No I dropped out of regular hs cuz my SA & depression got in the way.


----------



## Shauna The Dead (Jun 16, 2005)

No. I was being homeschooled then anyway so there was no prom for me to go to, and even if I had been in public school I wouldn't have went anyway.


----------



## srschirm (Jun 25, 2006)

I never went to a school dance because I was too shy.

I wish I could turn back time.


----------



## Zephyr (Nov 8, 2003)

No. It's not really that big of a deal here, though.


----------



## millenniumman75 (Feb 4, 2005)

I have this dream to wear a tuxedo to my 20th or 25th reunion and thumb my nose at anyone who ever put me down!

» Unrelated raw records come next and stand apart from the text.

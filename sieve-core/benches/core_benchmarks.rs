use criterion::{Criterion, black_box, criterion_group, criterion_main};
use sieve_core::config::ModelsConfig;
use sieve_core::filter::partition;
use sieve_core::scorer::parse_score;
use sieve_core::tokens::{ProfileTokenizers, segment_words};
use sieve_core::types::{Document, ModelProfile};

fn sample_page() -> String {
    "Denver was named the capital of the Colorado Territory in 1867 and kept the \
     title when Colorado became a state in 1876. A statewide vote confirmed it in 1881. "
        .repeat(200)
}

fn bench_token_counting(c: &mut Criterion) {
    let tokenizers = ProfileTokenizers::new(&ModelsConfig::default()).unwrap();
    let page = sample_page();
    let entry = Document::new("Denver", "https://example.com/denver", page.clone()).as_entry();

    c.bench_function("count_tokens_fast_profile", |b| {
        b.iter(|| tokenizers.count(black_box(&page), ModelProfile::Fast))
    });

    c.bench_function("count_tokens_listing_entry", |b| {
        b.iter(|| tokenizers.count(black_box(&entry), ModelProfile::Smart))
    });
}

fn bench_segmentation(c: &mut Criterion) {
    let tokenizers = ProfileTokenizers::new(&ModelsConfig::default()).unwrap();
    let page = sample_page();
    let limit = tokenizers.half_smart_budget();

    c.bench_function("segment_words_half_budget", |b| {
        b.iter(|| segment_words(black_box(&page), limit, &tokenizers, ModelProfile::Smart))
    });

    c.bench_function("segment_words_small_limit", |b| {
        b.iter(|| segment_words(black_box(&page), 64, &tokenizers, ModelProfile::Smart))
    });
}

fn bench_filter_helpers(c: &mut Criterion) {
    c.bench_function("partition_candidates", |b| {
        b.iter(|| partition(black_box(1_003), black_box(4)))
    });

    c.bench_function("parse_score_verbose", |b| {
        b.iter(|| parse_score(black_box("Relevance: 3 (mentions the capital)")))
    });
}

criterion_group!(
    benches,
    bench_token_counting,
    bench_segmentation,
    bench_filter_helpers,
);
criterion_main!(benches);
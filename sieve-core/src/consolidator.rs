//! Consolidation of surviving documents into one narrative.
//!
//! Documents are rendered as listing entries and packed into batches that stay
//! under half the smart-profile budget. Each batch is folded into the running
//! summary through the quality-gated merge.

use crate::error::LlmError;
use crate::merge::MergeGate;
use crate::tokens::segment_words;
use crate::types::{Document, ModelProfile};
use tracing::{debug, info, warn};

#[derive(Clone)]
pub struct Consolidator {
    gate: MergeGate,
    max_attempts: usize,
}

impl Consolidator {
    pub fn new(gate: MergeGate, max_attempts: usize) -> Self {
        Self { gate, max_attempts }
    }

    /// Largest batch, in smart-profile tokens, submitted in one merge.
    pub fn threshold(&self) -> usize {
        self.gate.tokenizers().half_smart_budget()
    }

    /// Pack document entries into batches no larger than [`Self::threshold`].
    ///
    /// Entries keep their order. An entry too large for any batch is split on
    /// word boundaries, and a single word longer than the threshold is cut
    /// between characters. Each piece becomes its own batch.
    pub fn batches(&self, documents: &[Document]) -> Vec<String> {
        let tokenizers = self.gate.tokenizers();
        let threshold = self.threshold();
        let mut batches = Vec::new();
        let mut pending = String::new();

        for document in documents {
            let entry = document.as_entry();
            if tokenizers.count(&entry, ModelProfile::Smart) > threshold {
                if !pending.is_empty() {
                    batches.push(std::mem::take(&mut pending));
                }
                debug!(url = document.url.as_str(), "Splitting oversized entry");
                batches.extend(segment_words(&entry, threshold, tokenizers, ModelProfile::Smart));
                continue;
            }

            let candidate = format!("{pending}{entry}");
            if !pending.is_empty() && tokenizers.count(&candidate, ModelProfile::Smart) > threshold {
                batches.push(std::mem::replace(&mut pending, entry));
            } else {
                pending = candidate;
            }
        }
        if !pending.is_empty() {
            batches.push(pending);
        }
        batches
    }

    /// Merge `documents` into a single summary for `question`.
    pub async fn consolidate(&self, question: &str, documents: &[Document]) -> Result<String, LlmError> {
        let batches = self.batches(documents);
        info!(
            documents = documents.len(),
            batches = batches.len(),
            threshold = self.threshold(),
            "Consolidating survivors"
        );

        let mut summary = String::new();
        for (index, batch) in batches.iter().enumerate() {
            let outcome = self
                .gate
                .merge(question, &summary, batch, self.max_attempts)
                .await?;
            if !outcome.accepted {
                warn!(batch = index, "Batch merge rejected, summary unchanged");
            }
            summary = outcome.text;
        }
        Ok(summary)
    }
}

Romy and Michelle's High School Reunion made me cry!!!


----------



## Snickersnack (Jun 21, 2008)

I went to the junior prom-does that count (I already said yes)? It was mostly because the beautiful Slovakian exchange student I was currently in love with was going (with the son from her host family, who wasn't her boyfriend, so _technically_ she was available). Fortunately, I was cool about it and wore shorts and a T-shirt, which I never could have worked up the nerve to do now (my high school was ridiculously small, and nobody seemed to care what I wore, especially since I was fully aware that I'd be ignored). Mostly I just ate M & M's and talked to other guys without dates; didn't get all that depressed until afterwards. Didn't go to the senior prom since I was in the running start program and rarely spent any time at my high school.

There is no legitimate reason for schools to have a prom. It's just another distraction to keep kids happy and dumb.


----------



## Andre (Feb 27, 2004)

No. I'm glad I didn't. I did go to a prom at a different high school, though, with my girlfriend at the time. It was fun.


----------



## vicente (Nov 10, 2003)

Didn't go cuz I thought it would be a total embarassment and awkwardfest.


----------



## CopadoMexicano (Aug 21, 2004)

nah, too scared of rejection


----------



## ShyFX (Mar 6, 2006)

I didn't go. I don't regret it either. Back in grade 10 this girl who I had a huge crush on actually asked me to be her prom date...three years in advance. Dream come true, right? wrong...she moved far, far away about a year later. I didn't want to go to prom with anyone except her.


----------



## LostinReverie (Mar 18, 2007)

My school was a bit different in that it wasn't a dance and therefore called "banquet" and sophomores through seniors attended because it was a small school. I went my sophomore year with a friend, junior year alone and did not go my senior year. 

I definitely regret going and pretty much regret my entire high school experience.


----------